NVDIA GeForce RTX 3060

Software Installation

software specification are as follow :

Program/library	Version
Python	3.9.7
opencv-python	3.4.11.45 (This version is required because opencv stoped supporting Tracker algorithm)
numpy	1.20.3
matplotlib	3.4.3
mediapipe	0.10.0

2. Procedure

Guitar Neck Marker Tracking & Finger Joint Detection
Fret detection
Chord Recognition & Tablature
Evaluation

2-1-1. Guitar Neck Marker Tracking

The guitar neck marker tracking involves monitoring the position of markers placed on the guitar neck, thereby establishing reference points for fret positions. This is achieved through the use of a tracking algorithm, namely the Constrained Real-Time Maximum C-correlation Tracker (CSRT) algorithm. The CSRT algorithm offers high-precision tracking at the expense of computational complexity, making it suitable for post-processing video recordings rather than real-time analysis.

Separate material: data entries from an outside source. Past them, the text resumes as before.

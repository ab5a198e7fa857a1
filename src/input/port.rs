use rppal::gpio::{Gpio, InputPin};
use std::collections::HashMap;
use std::fmt::Debug;
use std::sync::{Arc, Mutex};
use tracing::{debug, info};

use crate::input::lines::{LineDescriptor, Polarity, Pull};
use crate::input::InputError;

/// A group of input lines read in one batched operation.
///
/// Devices are identified by their label: two handles with the same label refer to
/// the same hardware port.
pub trait PortDevice: Debug + Send + 'static {
    fn label(&self) -> &str;

    /// Reads every pin of the port at once, bit `n` holding the level of pin `n`.
    fn read_raw(&mut self) -> Result<u32, InputError>;
}

// Result of binding one logical line to hardware
#[derive(Debug)]
pub struct Binding<D> {
    pub device: D,
    pub bit: u8,
    pub polarity: Polarity,
}

/// Resolves logical lines to port handles at startup.
pub trait DeviceBinder {
    type Device: PortDevice;

    fn bind(&mut self, line: &LineDescriptor) -> Result<Binding<Self::Device>, InputError>;
}

// Raspberry Pi GPIO bank shared by every line bound to the same port label
#[derive(Debug, Clone)]
pub struct RpiBank {
    label: String,
    pins: Arc<Mutex<Vec<InputPin>>>,
}

impl PortDevice for RpiBank {
    fn label(&self) -> &str {
        &self.label
    }

    fn read_raw(&mut self) -> Result<u32, InputError> {
        let pins = self.pins.lock().map_err(|e| InputError::PortFault {
            port: self.label.clone(),
            reason: e.to_string(),
        })?;

        Ok(pins.iter().fold(0u32, |word, pin| {
            if pin.is_high() {
                word | (1u32 << pin.pin())
            } else {
                word
            }
        }))
    }
}

#[derive(Debug)]
pub struct RpiBinder {
    gpio: Gpio,
    banks: HashMap<String, RpiBank>,
}

impl RpiBinder {
    pub fn new() -> Result<Self, InputError> {
        info!("Opening Raspberry Pi GPIO peripheral");
        let gpio = Gpio::new().map_err(|e| InputError::BindFailed {
            line: None,
            reason: format!("failed to open gpio: {}", e),
        })?;
        Ok(Self {
            gpio,
            banks: HashMap::new(),
        })
    }
}

impl DeviceBinder for RpiBinder {
    type Device = RpiBank;

    fn bind(&mut self, line: &LineDescriptor) -> Result<Binding<RpiBank>, InputError> {
        let pin = self.gpio.get(line.pin).map_err(|e| InputError::BindFailed {
            line: Some(line.name),
            reason: format!("failed to find pin {} on {}: {}", line.pin, line.port, e),
        })?;

        let input = match line.pull {
            Pull::None => pin.into_input(),
            Pull::Up => pin.into_input_pullup(),
            Pull::Down => pin.into_input_pulldown(),
        };
        debug!(
            "Configured {} as input (port = {}, pin = {}, pull = {:?})",
            line.name, line.port, line.pin, line.pull
        );

        let bank = self
            .banks
            .entry(line.port.clone())
            .or_insert_with(|| RpiBank {
                label: line.port.clone(),
                pins: Arc::new(Mutex::new(Vec::new())),
            })
            .clone();

        bank.pins
            .lock()
            .map_err(|e| InputError::BindFailed {
                line: Some(line.name),
                reason: e.to_string(),
            })?
            .push(input);

        Ok(Binding {
            device: bank,
            bit: line.pin,
            polarity: line.polarity(),
        })
    }
}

The code for tracking the guitar neck markers begins with the creation of tracker instances using OpenCV. It then sets up a video capture object cap using the video file provided.

trackers = [cv2.TrackerBoosting_create,
            cv2.TrackerMIL_create,
            cv2.TrackerKCF_create,
            cv2.TrackerTLD_create,
            cv2.TrackerMedianFlow_create,
            cv2.TrackerGOTURN_create,
            cv2.TrackerCSRT_create,
            cv2.TrackerMOSSE_create]

trackerIdx = 6 
trackers_instances = [None] * 4
isFirst = [True] * 4
bbox_center = [None] * 4

video_src = "test_0614.mp4"
cap = cv2.VideoCapture(video_src)

Next, the script enters a while loop that continues until the end of the video file. Each frame is read and processed within this loop. If the trackers are initialized (trackers_instances[i]), the tracker updates the bounding box (bbox) information for the marker in the current frame. If the tracker is successful in tracking the marker, a rectangle is drawn around it, and its center is stored. If all the trackers are successful in tracking, a square is drawn that connects all the marker centers.

while cap.isOpened():
    ...
    for i in range(4):
        if trackers_instances[i]:
            ok, bbox = trackers_instances[i].update(frame)
            ...
    if all(bbox_center):
        pts = np.array(bbox_center, np.int32)
        pts = pts.reshape((-1,1,2))
        cv2.polylines(img_draw, [pts], True, (0,255,255))
    ...

Finally, the tracker is initialized by manually selecting a Region of Interest (ROI) by pressing the space key.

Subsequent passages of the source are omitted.